I stepped through the door, and saw for real instead now.
I had finally found him.
The room was an ocean of dust, the floor unseen beneath, the surface of the ocean churned here and there.
He was here, on the ground against the far wall, his clothes covered in dust, and around him, empty bottles seemingly floating abandoned as though he was an island that was drifting apart.
I stepped through the doorway and walked up towards him, halted about a man’s length away.
But my, did he look old. I had never seen his face so dry, so deeply lined, so fallen. His hair powdered with the dust, his black jacket was open, grey and smudgy and so was his usual white shirt, stained with blood but no, with wine, that would be. His trousers were half undone and he was not wearing his boots. I could not see them anywhere.
He raised his head and looked at me. His pale eyes seemed to glow in the semi-dusk around us, rimmed red and dark below so they were like shining from caves. With difficulty, he raised the bottle he was holding by the neck in a mock salute and in a hoarse voice that was hardly more than a whisper, said to me, “Ah. If it isn’t my wayward apprentice. Come to finish the job?”

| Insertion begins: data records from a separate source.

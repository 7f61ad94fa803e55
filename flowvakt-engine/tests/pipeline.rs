use std::net::{Ipv4Addr, Ipv6Addr};
use std::sync::Arc;
use std::thread;

use flowvakt_capture::Frame;
use flowvakt_core::events::EventBus;
use flowvakt_core::flow::{FlowKey, FlowMetricsStore};
use flowvakt_core::packet::{Direction, TransportProtocol};
use flowvakt_core::time::{Clock, VirtualClock};
use flowvakt_engine::{Pipeline, Verdict};
use flowvakt_protocols::testing::{
    FrameBuilder, IPPROTO_ICMP, MULTICAST_MAC, TCP_FLAG_ACK, TCP_FLAG_SYN,
};
use flowvakt_telemetry::MetricsRecorder;

struct Setup {
    store: Arc<FlowMetricsStore>,
    bus: EventBus,
    clock: VirtualClock,
    ingress: Pipeline,
    egress: Pipeline,
}

fn setup() -> Setup {
    let store = Arc::new(FlowMetricsStore::with_max_entries(1 << 16));
    let bus = EventBus::with_capacity(1 << 16).unwrap();
    let clock = VirtualClock::new(0);
    let shared_clock: Arc<dyn Clock> = Arc::new(clock.clone());
    let metrics = MetricsRecorder::new().unwrap();

    Setup {
        ingress: Pipeline::ingress(store.clone(), bus.share(), shared_clock.clone(), &metrics),
        egress: Pipeline::egress(store.clone(), bus.share(), shared_clock, &metrics),
        store,
        bus,
        clock,
    }
}

fn mapped(octets: [u8; 4]) -> Ipv6Addr {
    Ipv4Addr::from(octets).to_ipv6_mapped()
}

#[test]
fn handshake_observed_in_both_directions_is_one_flow() {
    let s = setup();
    let syn = FrameBuilder::tcp_v4([10, 0, 0, 1], 443, [10, 0, 0, 2], 51000)
        .tcp_flags(TCP_FLAG_SYN)
        .build();
    let syn_ack = FrameBuilder::tcp_v4([10, 0, 0, 2], 51000, [10, 0, 0, 1], 443)
        .tcp_flags(TCP_FLAG_SYN | TCP_FLAG_ACK)
        .build();
    assert_eq!(syn.len(), 60);

    s.clock.set(100);
    assert_eq!(s.ingress.process(Frame::whole(&syn)), Verdict::Pass);
    s.clock.set(250);
    assert_eq!(s.egress.process(Frame::whole(&syn_ack)), Verdict::Pass);

    let snapshot = s.store.snapshot();
    assert_eq!(snapshot.len(), 1);
    assert_eq!(
        snapshot[0].key,
        FlowKey {
            local_ip: mapped([10, 0, 0, 2]),
            remote_ip: mapped([10, 0, 0, 1]),
            local_port: 51000,
            remote_port: 443,
            protocol: TransportProtocol::Tcp,
        }
    );

    let metrics = snapshot[0].metrics;
    assert_eq!((metrics.packets_in, metrics.packets_out), (1, 1));
    assert_eq!((metrics.bytes_in, metrics.bytes_out), (60, 60));
    assert_eq!((metrics.ts_start, metrics.ts_current), (100, 250));

    let first = s.bus.recv().unwrap();
    let second = s.bus.recv().unwrap();
    assert!(s.bus.recv().is_none());
    assert_eq!(first.direction, Direction::Inbound);
    assert_eq!(second.direction, Direction::Outbound);
    assert!(second.flags.syn && second.flags.ack);
}

#[test]
fn ipv6_udp_conversation_is_tracked() {
    let s = setup();
    let local: Ipv6Addr = "2001:db8::2".parse().unwrap();
    let remote: Ipv6Addr = "2001:db8::53".parse().unwrap();

    let query = FrameBuilder::udp_v6(local, 40000, remote, 53).payload(32).build();
    let answer = FrameBuilder::udp_v6(remote, 53, local, 40000).payload(96).build();

    s.egress.process(Frame::whole(&query));
    s.ingress.process(Frame::whole(&answer));

    let snapshot = s.store.snapshot();
    assert_eq!(snapshot.len(), 1);
    assert_eq!(snapshot[0].key.local_ip, local);
    assert_eq!(snapshot[0].key.remote_port, 53);
    assert_eq!(snapshot[0].metrics.bytes_out, query.len() as u64);
    assert_eq!(snapshot[0].metrics.bytes_in, answer.len() as u64);
}

#[test]
fn malformed_and_uninteresting_frames_change_nothing() {
    let s = setup();
    let tcp = FrameBuilder::tcp_v4([10, 0, 0, 1], 443, [10, 0, 0, 2], 51000)
        .tcp_flags(TCP_FLAG_SYN)
        .build();
    let arp = FrameBuilder::tcp_v4([10, 0, 0, 1], 1, [10, 0, 0, 2], 2)
        .ether_type(0x0806)
        .build();
    let icmp = FrameBuilder::tcp_v4([10, 0, 0, 1], 1, [10, 0, 0, 2], 2)
        .ip_protocol(IPPROTO_ICMP)
        .build();
    let mdns = FrameBuilder::udp_v4([10, 0, 0, 1], 5353, [224, 0, 0, 251], 5353)
        .destination_mac(MULTICAST_MAC)
        .build();

    let frames: [&[u8]; 7] = [&[], &tcp[..13], &tcp[..20], &tcp[..40], &arp, &icmp, &mdns];
    for frame in frames {
        assert_eq!(s.ingress.process(Frame::whole(frame)), Verdict::Pass);
        assert_eq!(s.egress.process(Frame::whole(frame)), Verdict::Pass);
    }

    assert!(s.store.is_empty());
    assert!(s.bus.is_empty());
}

#[test]
fn concurrent_workers_lose_nothing() {
    const WORKERS: u16 = 8;
    const PACKETS: u16 = 500;

    let s = setup();

    // Every worker opens its own flow, then all of them hammer one shared flow.
    let shared_open = FrameBuilder::udp_v4([10, 0, 0, 2], 9999, [10, 0, 0, 1], 53).build();
    s.egress.process(Frame::whole(&shared_open));

    let handles: Vec<_> = (0..WORKERS)
        .map(|worker| {
            let (pipeline, inbound) = if worker % 2 == 0 {
                (s.egress.clone(), false)
            } else {
                (s.ingress.clone(), true)
            };
            thread::spawn(move || {
                let own = FrameBuilder::udp_v4([10, 0, 0, 2], 20000 + worker, [10, 0, 0, 1], 53)
                    .build();
                let shared = if inbound {
                    FrameBuilder::udp_v4([10, 0, 0, 1], 53, [10, 0, 0, 2], 9999).build()
                } else {
                    FrameBuilder::udp_v4([10, 0, 0, 2], 9999, [10, 0, 0, 1], 53).build()
                };
                pipeline.process(Frame::whole(&own));
                for _ in 0..PACKETS {
                    pipeline.process(Frame::whole(&shared));
                }
            })
        })
        .collect();
    for handle in handles {
        handle.join().unwrap();
    }

    // One shared flow plus one per worker; ingress workers' "own" frames are
    // keyed with 10.0.0.1 as local, so they are distinct flows too.
    assert_eq!(s.store.len(), 1 + WORKERS as usize);

    let shared = s
        .store
        .snapshot()
        .into_iter()
        .find(|entry| entry.key.local_port == 9999)
        .unwrap();
    let per_direction = u32::from(WORKERS / 2 * PACKETS);
    assert_eq!(shared.metrics.packets_out, per_direction + 1);
    assert_eq!(shared.metrics.packets_in, per_direction);
}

I sat myself into the dust before him, cross legged, and pushed a couple of the empty bottles away.
When I looked back at him he was still staring at me, unwavering and unblinking, and I said, “I could do with some of that wine. It’s dusty in here.”
He blinked then, half shook his head. There, he said into my mind and directed me to a chest on the opposite wall, where one or two bottles still survived intact in layering of straw.
I reached out for one, lifted it with ease and floated it across to where I was sitting, right into my waiting hands. I flicked the patterns so the bottle top simply fell off and disappeared into the dust, raising a small cloud as it settled. I watched this then drank straight from the neck. It was an excellent vintage.
There he was, right across from me.
I had traversed the lands to be here, to find him.
I had been so afraid that I would be too late, that I would not be able to ever see him again.
And now, there he was, and I had no idea why I had come, or what to say to him.
So I just drank the wine in deep drafts, golden red and thick, burning down into my centre, making me aware of the screaming nerve endings in my body, how weary I was, how tired, how I could not think anymore, here in this place of all places. I could not risk reaching out for him and we sat in silence for what seemed an eternity of unchangingness, of our silence and then beyond the circle of our silences out into the silence of the torture chambers where no victims moaned nor torturers laughed, and across that into the silence of the rising tower that had lost its purpose and its voice when Lucian broke Sephael’s neck all those years ago in the King’s own Abbey at white Pertineri.
“Did you love him?” I asked.
Lucian had one knee drawn up, one elbow resting and his head upon that. He shook his head minimally and spoke into my mind like a whisper.
I can’t remember.
I took his thought and his being, and drew both towards me, trying to make that familiar contact between us, and he shoved me back hard. He raised his head and let it fall into his neck, looking at me with his weary pale eyes from below his lashes and said out loud, even though it cost him a considerable effort,
“I thought I was rid of you. Damn you. What do you want from me?”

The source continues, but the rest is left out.